THE FEAR OF PASSING MY CONDITION ONTO MY DAUGHTER.


Although I always feared about passing a condition onto Lucas, I always had more of the fear of passing a condition onto my daughter, If I ever had one.
During Lucas' scans everything seemed absolutely fine, so I wouldn't want to push for any tests, even when he gets older, but with Iris it's something completely different. Although the scans said she looked fine, there's always something that niggles me with worry, so it's something I'll probably seek advice on from a medical professional as she gets older - I just don't think the scan is enough proof for me. I don't feel they could tell enough.
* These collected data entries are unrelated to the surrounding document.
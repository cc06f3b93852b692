//! Configuration types for the media organizer

use serde::{Deserialize, Serialize};
use std::collections::HashSet;
use std::fs;
use std::path::{Path, PathBuf};

/// Default number of concurrent workers
pub const DEFAULT_WORKERS: usize = 4;

/// Default depth of the bounded work queue
pub const DEFAULT_QUEUE_DEPTH: usize = 100;

/// Date bucketing granularity below the Photos/Videos split
#[derive(Debug, Clone, Copy, PartialEq, Eq, Serialize, Deserialize, Default, clap::ValueEnum)]
#[serde(rename_all = "lowercase")]
pub enum DateGranularity {
    /// Bucket by year and month: YYYY/MM/
    #[default]
    Month,
    /// Bucket by year, month and day: YYYY/MM/DD/
    Day,
}

/// Configuration for the media organizer
#[derive(Debug, Clone, Serialize, Deserialize)]
pub struct Config {
    /// Source directory to scan for media files
    pub source_dir: PathBuf,

    /// Destination directory for organized files
    pub output_dir: PathBuf,

    /// Directory base names to skip entirely (the whole subtree is pruned)
    #[serde(default = "default_skip_dirs")]
    pub skip_dirs: HashSet<String>,

    /// Number of concurrent workers
    #[serde(default = "default_workers")]
    pub workers: usize,

    /// Depth of the bounded work queue between traversal and workers
    #[serde(default = "default_queue_depth")]
    pub queue_depth: usize,

    /// Date bucketing granularity
    #[serde(default)]
    pub granularity: DateGranularity,

    /// Supported image extensions
    #[serde(default = "default_image_extensions")]
    pub image_extensions: Vec<String>,

    /// Supported video extensions
    #[serde(default = "default_video_extensions")]
    pub video_extensions: Vec<String>,
}

fn default_skip_dirs() -> HashSet<String> {
    // Synology thumbnail directories are the classic offender
    HashSet::from(["@eaDir".to_string()])
}

fn default_workers() -> usize {
    DEFAULT_WORKERS
}

fn default_queue_depth() -> usize {
    DEFAULT_QUEUE_DEPTH
}

fn default_image_extensions() -> Vec<String> {
    vec![
        "jpg".into(),
        "jpeg".into(),
        "png".into(),
        "raw".into(),
        "cr2".into(),
        "nef".into(),
        "arw".into(),
    ]
}

fn default_video_extensions() -> Vec<String> {
    vec![
        "mp4".into(),
        "mov".into(),
        "avi".into(),
        "mkv".into(),
        "wmv".into(),
        "flv".into(),
        "m4v".into(),
        "3gp".into(),
        "webm".into(),
    ]
}

impl Default for Config {
    fn default() -> Self {
        Self {
            source_dir: PathBuf::new(),
            output_dir: PathBuf::from("output"),
            skip_dirs: default_skip_dirs(),
            workers: default_workers(),
            queue_depth: default_queue_depth(),
            granularity: DateGranularity::default(),
            image_extensions: default_image_extensions(),
            video_extensions: default_video_extensions(),
        }
    }
}

impl Config {
    /// Check if a file extension is a supported image format
    pub fn is_image(&self, ext: &str) -> bool {
        let ext_lower = ext.to_lowercase();
        self.image_extensions.iter().any(|e| e == &ext_lower)
    }

    /// Check if a file extension is a supported video format
    pub fn is_video(&self, ext: &str) -> bool {
        let ext_lower = ext.to_lowercase();
        self.video_extensions.iter().any(|e| e == &ext_lower)
    }

    /// Check if a file extension is supported at all
    pub fn is_media(&self, ext: &str) -> bool {
        self.is_image(ext) || self.is_video(ext)
    }

    /// Check if a directory base name is in the skip set
    pub fn should_skip_dir(&self, name: &str) -> bool {
        self.skip_dirs.contains(name)
    }

    /// Load configuration from a TOML file
    pub fn load_from_file<P: AsRef<Path>>(path: P) -> Result<Self, ConfigError> {
        let path = path.as_ref();
        let content = fs::read_to_string(path).map_err(|e| ConfigError::ReadError {
            path: path.to_path_buf(),
            source: e,
        })?;

        let config: Config = toml::from_str(&content).map_err(|e| ConfigError::ParseError {
            path: path.to_path_buf(),
            source: e,
        })?;

        Ok(config)
    }
}

/// Errors that can occur when loading configuration
#[derive(Debug)]
pub enum ConfigError {
    /// Failed to read configuration file
    ReadError {
        path: PathBuf,
        source: std::io::Error,
    },
    /// Failed to parse configuration file
    ParseError {
        path: PathBuf,
        source: toml::de::Error,
    },
}

impl std::fmt::Display for ConfigError {
    fn fmt(&self, f: &mut std::fmt::Formatter<'_>) -> std::fmt::Result {
        match self {
            ConfigError::ReadError { path, source } => {
                write!(f, "Failed to read config file '{}': {}", path.display(), source)
            }
            ConfigError::ParseError { path, source } => {
                write!(f, "Failed to parse config file '{}': {}", path.display(), source)
            }
        }
    }
}

impl std::error::Error for ConfigError {
    fn source(&self) -> Option<&(dyn std::error::Error + 'static)> {
        match self {
            ConfigError::ReadError { source, .. } => Some(source),
            ConfigError::ParseError { source, .. } => Some(source),
        }
    }
}

#[cfg(test)]
mod tests {
    use super::*;

    #[test]
    fn test_default_extensions() {
        let config = Config::default();
        assert!(config.is_image("jpg"));
        assert!(config.is_image("JPG"));
        assert!(config.is_image("nef"));
        assert!(config.is_video("mov"));
        assert!(config.is_video("WEBM"));
        assert!(!config.is_media("txt"));
        assert!(!config.is_media(""));
    }

    #[test]
    fn test_default_skip_set() {
        let config = Config::default();
        assert!(config.should_skip_dir("@eaDir"));
        assert!(!config.should_skip_dir("Photos"));
    }

    #[test]
    fn test_defaults() {
        let config = Config::default();
        assert_eq!(config.workers, 4);
        assert_eq!(config.queue_depth, 100);
        assert_eq!(config.granularity, DateGranularity::Month);
    }

    #[test]
    fn test_load_from_toml() {
        let dir = tempfile::tempdir().unwrap();
        let path = dir.path().join("config.toml");
        fs::write(
            &path,
            r#"
source_dir = "/media/import"
output_dir = "/media/library"
skip_dirs = ["@eaDir", ".thumbnails"]
workers = 8
granularity = "day"
"#,
        )
        .unwrap();

        let config = Config::load_from_file(&path).unwrap();
        assert_eq!(config.source_dir, PathBuf::from("/media/import"));
        assert_eq!(config.workers, 8);
        assert_eq!(config.queue_depth, 100);
        assert_eq!(config.granularity, DateGranularity::Day);
        assert!(config.should_skip_dir(".thumbnails"));
        assert!(config.is_image("jpg"));
    }

    #[test]
    fn test_load_missing_file() {
        let err = Config::load_from_file("/nonexistent/config.toml");
        assert!(matches!(err, Err(ConfigError::ReadError { .. })));
    }
}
 I was born internally a little odd, no one knew until I was Sixteen either.
At Sixteen a MRI scan showed that I only had one Kidney, with possible polycystic Kidney disease too. This was a worry but nothing too scary, I mean, you can live quite fine with one kidney. My only worry was if it became a poorly kidney, I'd go straight onto dialysis, either way, the risks were supposedly low.
In June 2013 I was told after a routine CT scan that it seemed that I only had one ovary too. This was scary and told my chances of conceiving would be a lot harder. This petrified me. I knew I wanted children, but the thought of it never happening was so scary.
Anyway, October 2013, after 3 months of not using protection, we found out we were expecting Lucas. I had a scan at around 4/5 weeks and it showed I had a unicornuate uterus and only one fallopian tube too.

This sort of thing could be hereditary I was told. That terrified me so much. The thought of my children being born with one kidney, and missing reproductive organs was horrible. Scans showed Lucas had two kidneys as far as they could tell. They said the same for Iris.
The chances are both of them are completely "normal" but the thought of passing on my unicornuate uterus is what worries me. I cannot imagine Iris growing up with the fears I had.

I was told it would be hard to conceive. Conceiving Lucas took 3 months, but to be told that when we were pregnant with him there were added risks.
1. Early miscarriage
2. Late miscarriage
3. Stillborns
4. Prematurity
5. Extremely early labour - leading to loss of baby
6. Breech babies
7. risk of rupture to uterus leading to death to both myself and the baby
8. Low birth weight
9. Higher risk of ectopic, leading to loss of my only fallopian tube too.



The thought of Iris facing these fears too because I've passed this on to her is one of my biggest fears.
As she gets older I'd like to get her tested, just so she can prepare for it, so she's aware, so she can know and I can support her on her journey to becoming a mother one day; if she wishes.

The guilt I'll feel if it's something I have passed on to her with never leave me. Both my Mother and Father were tested for the kidney disease and if they had two, before we knew about my uterus, and both do not have the condition, but I do.
The statistic surrounding it are so negative, and I'm so grateful I never read them whilst I was pregnant with Lucas. I am so lucky that my body grew and nurtured two lovely littles and hope that if I have passed on this condition then I hope she has healthy pregnancies and babies like I did.

It's not until you have a condition that could be passed on do you feel the guilt and worry. You want to protect them, not make them ill.